During this stretch of time, I receive many teachings from the Medicine. The primary message to me this day is that it is time to say goodbye to the woman I have been for the past 30 years. Time to release the blood, the cycle, the bonds of being woman. Time to step up into the place of the Elder, the Wise Woman. There, she told me, femininity is about dignity and power, softness and understanding. I cry for my woman-self, curled up on my mat with the last of the days light streaming though the open window. I cry deeply, sobbing into my pillow to muffle the sounds of my heartache. I cry all my regrets, all my shortcomings, all my bad choices. I feel held as I cry- held by the singing of my sisters around me, held by Grandmother. There is no hurry, I can cry for her. When my sobs diminish I find myself standing at the edge of a new pathway…


 

Maiden, Mother and Crone, the three phases of being a woman. The transition is sometimes painful from one phase to the next. We leave our innocent childhood behind as our bodies begin to bleed. We then spend 35 or 40 years in the Mother stage of womanhood, a place of fertility and sexuality, where many of us are focused on reproduction, family, and our mate(s). During these years we bleed in concert with the Moon, every 28 days, caught in a reproductive cycle and governed by our hormones. Maybe we give birth to children, maybe we don’t.  We might have careers, perhaps not. Regardless, we are the mothers, lovers and caregivers of the world.

The Crone traditionally has two faces in our culture. She is the ugly, wrinkled and wart-riddled protagonist in so many fairy tales. Crone is the scary, long nailed and bent fingered witch who flies in the night. Crone can help you or hurt you at her whim. Conversely, Crone is the grandmother, in her apron, baking cookies. She is sweet, docile, fragile. Neither of these archetypes describe the reality of today’s Crone.

Crone is the wise woman who has seen a bit of everything and has achieved wisdom to accompany her knowledge. She is no longer slave to her cycles and hormones. Crone has often learned how to live simply and in solitude with deep satisfaction. Crone is the elder who now has time to dive deeply into the Gifts of the Divine Feminine: Intuition, magic, wisdom.

I always thought I would age gracefully. I had been told in previous conversations with my own Spirit Helpers that I would not reach my full potential as a Healer until menopause. And yet, as my hair starts to grey and lines appear in my face, I sometimes find myself mourning my woman-self as I face the transition into Crone. I miss my estrogen- the ups and downs of it, the roller coaster ride- even as I sink deeply into the relief of being more grounded with less of it.

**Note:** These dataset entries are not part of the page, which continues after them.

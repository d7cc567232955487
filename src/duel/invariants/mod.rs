//! First-class invariants for quiz duels.
//!
//! Invariants are logical properties of a snapshot that must hold after
//! every transition. They are checked in debug builds and tested
//! independently.

pub mod completion;
pub mod phase_fields;
pub mod roster;

pub use completion::CompletionInvariant;
pub use phase_fields::PhaseFieldsInvariant;
pub use roster::{ActivePlayerInvariant, RosterScoresInvariant};

use super::settings::Settings;
use super::state::SessionState;

/// A logical property that must hold for a given state.
pub trait Invariant<S> {
    /// Checks if the invariant holds for the given state.
    fn holds(state: &S) -> bool;

    /// Human-readable description of the invariant.
    fn description() -> &'static str;
}

/// Violation of an invariant.
#[derive(Debug, Clone, PartialEq, Eq)]
pub struct InvariantViolation {
    /// Description of the violated invariant.
    pub description: String,
}

impl InvariantViolation {
    /// Creates a new invariant violation.
    pub fn new(description: impl Into<String>) -> Self {
        Self {
            description: description.into(),
        }
    }
}

/// A set of invariants that can be checked together.
///
/// Implementations are provided for tuples.
pub trait InvariantSet<S> {
    /// Checks all invariants in the set, collecting every violation.
    fn check_all(state: &S) -> Result<(), Vec<InvariantViolation>>;
}

fn check<S, I: Invariant<S>>(state: &S, violations: &mut Vec<InvariantViolation>) {
    if !I::holds(state) {
        violations.push(InvariantViolation::new(I::description()));
    }
}

fn into_result(violations: Vec<InvariantViolation>) -> Result<(), Vec<InvariantViolation>> {
    if violations.is_empty() {
        Ok(())
    } else {
        Err(violations)
    }
}

impl<S, I1, I2> InvariantSet<S> for (I1, I2)
where
    I1: Invariant<S>,
    I2: Invariant<S>,
{
    fn check_all(state: &S) -> Result<(), Vec<InvariantViolation>> {
        let mut violations = Vec::new();
        check::<S, I1>(state, &mut violations);
        check::<S, I2>(state, &mut violations);
        into_result(violations)
    }
}

impl<S, I1, I2, I3> InvariantSet<S> for (I1, I2, I3)
where
    I1: Invariant<S>,
    I2: Invariant<S>,
    I3: Invariant<S>,
{
    fn check_all(state: &S) -> Result<(), Vec<InvariantViolation>> {
        let mut violations = Vec::new();
        check::<S, I1>(state, &mut violations);
        check::<S, I2>(state, &mut violations);
        check::<S, I3>(state, &mut violations);
        into_result(violations)
    }
}

impl<S, I1, I2, I3, I4> InvariantSet<S> for (I1, I2, I3, I4)
where
    I1: Invariant<S>,
    I2: Invariant<S>,
    I3: Invariant<S>,
    I4: Invariant<S>,
{
    fn check_all(state: &S) -> Result<(), Vec<InvariantViolation>> {
        let mut violations = Vec::new();
        check::<S, I1>(state, &mut violations);
        check::<S, I2>(state, &mut violations);
        check::<S, I3>(state, &mut violations);
        check::<S, I4>(state, &mut violations);
        into_result(violations)
    }
}

/// A snapshot together with the settings it was produced under.
#[derive(Debug, Clone, Copy)]
pub struct SessionView<'a> {
    /// Snapshot under check.
    pub state: &'a SessionState,
    /// Settings the snapshot belongs to.
    pub settings: &'a Settings,
}

impl<'a> SessionView<'a> {
    /// Pairs a snapshot with its settings.
    pub fn new(state: &'a SessionState, settings: &'a Settings) -> Self {
        Self { state, settings }
    }
}

/// All duel invariants as a composable set.
pub type DuelInvariants = (
    PhaseFieldsInvariant,
    RosterScoresInvariant,
    ActivePlayerInvariant,
    CompletionInvariant,
);

#[cfg(test)]
mod tests {
    use super::*;
    use crate::duel::engine;
    use crate::duel::phase::Phase;
    use crate::duel::types::QuestionId;
    use crate::duel::test_support::{paris_settings, t0};

    #[test]
    fn test_invariant_set_holds_for_initial_state() {
        let settings = paris_settings();
        let state = engine::create_initial_state(&settings);
        assert!(DuelInvariants::check_all(&SessionView::new(&state, &settings)).is_ok());
    }

    #[test]
    fn test_invariant_set_holds_mid_game() {
        let settings = paris_settings();
        let state = engine::create_initial_state(&settings);
        let state = engine::select_first_player(&"alice".into(), &state, &settings, t0()).unwrap();
        let state =
            engine::select_question(&"alice".into(), QuestionId::new(1), &state, &settings, t0()).unwrap();
        assert!(DuelInvariants::check_all(&SessionView::new(&state, &settings)).is_ok());
    }

    #[test]
    fn test_invariant_set_reports_every_violation() {
        let settings = paris_settings();
        let mut state = engine::create_initial_state(&settings);
        state.corrupt_phase_for_test(Phase::Complete);

        let violations =
            DuelInvariants::check_all(&SessionView::new(&state, &settings)).unwrap_err();
        assert_eq!(violations.len(), 2);
    }

    #[test]
    fn test_two_invariants_as_set() {
        let settings = paris_settings();
        let state = engine::create_initial_state(&settings);

        type TwoInvariants = (RosterScoresInvariant, ActivePlayerInvariant);
        assert!(TwoInvariants::check_all(&SessionView::new(&state, &settings)).is_ok());
    }
}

We are living longer these days, and retirement has a new meaning. Women are retiring from being moms and wives and finding new and meaningful careers. People 55 and older represent the highest number of new business owners. Many women in their later years win hard-fought battles with illness and disease, and find themselves with the gift of 20 or 30 more productive years ahead. Other women completely discard the cloaks they have worn previously and discover entirely new ways of being in the world. The world needs empowered women of all types if we are to re-balance the patriarchal energies that currently dominate our Earth home. Go on, Crone, own your power. The world needs you.

[Author's Note: My purpose in these writings is to share my 
personal experiences. I am not suggesting that working with plant 
entheogens is an appropriate path for everyone. In fact, I caution anyone who wishes to work with these plants to do so only after 
great consideration. All people considering this path of 
exploration should work diligently to find authentic healers to 
work with. Persons with addiction issues, those who have been 
diagnosed with mental illness and people with deep emotional 
issues should work directly with healers who have the knowledge 
and professional background to address after-effects that may 
arise from this profound work. All photos posted are attributed to their original source(s) and are not mine.]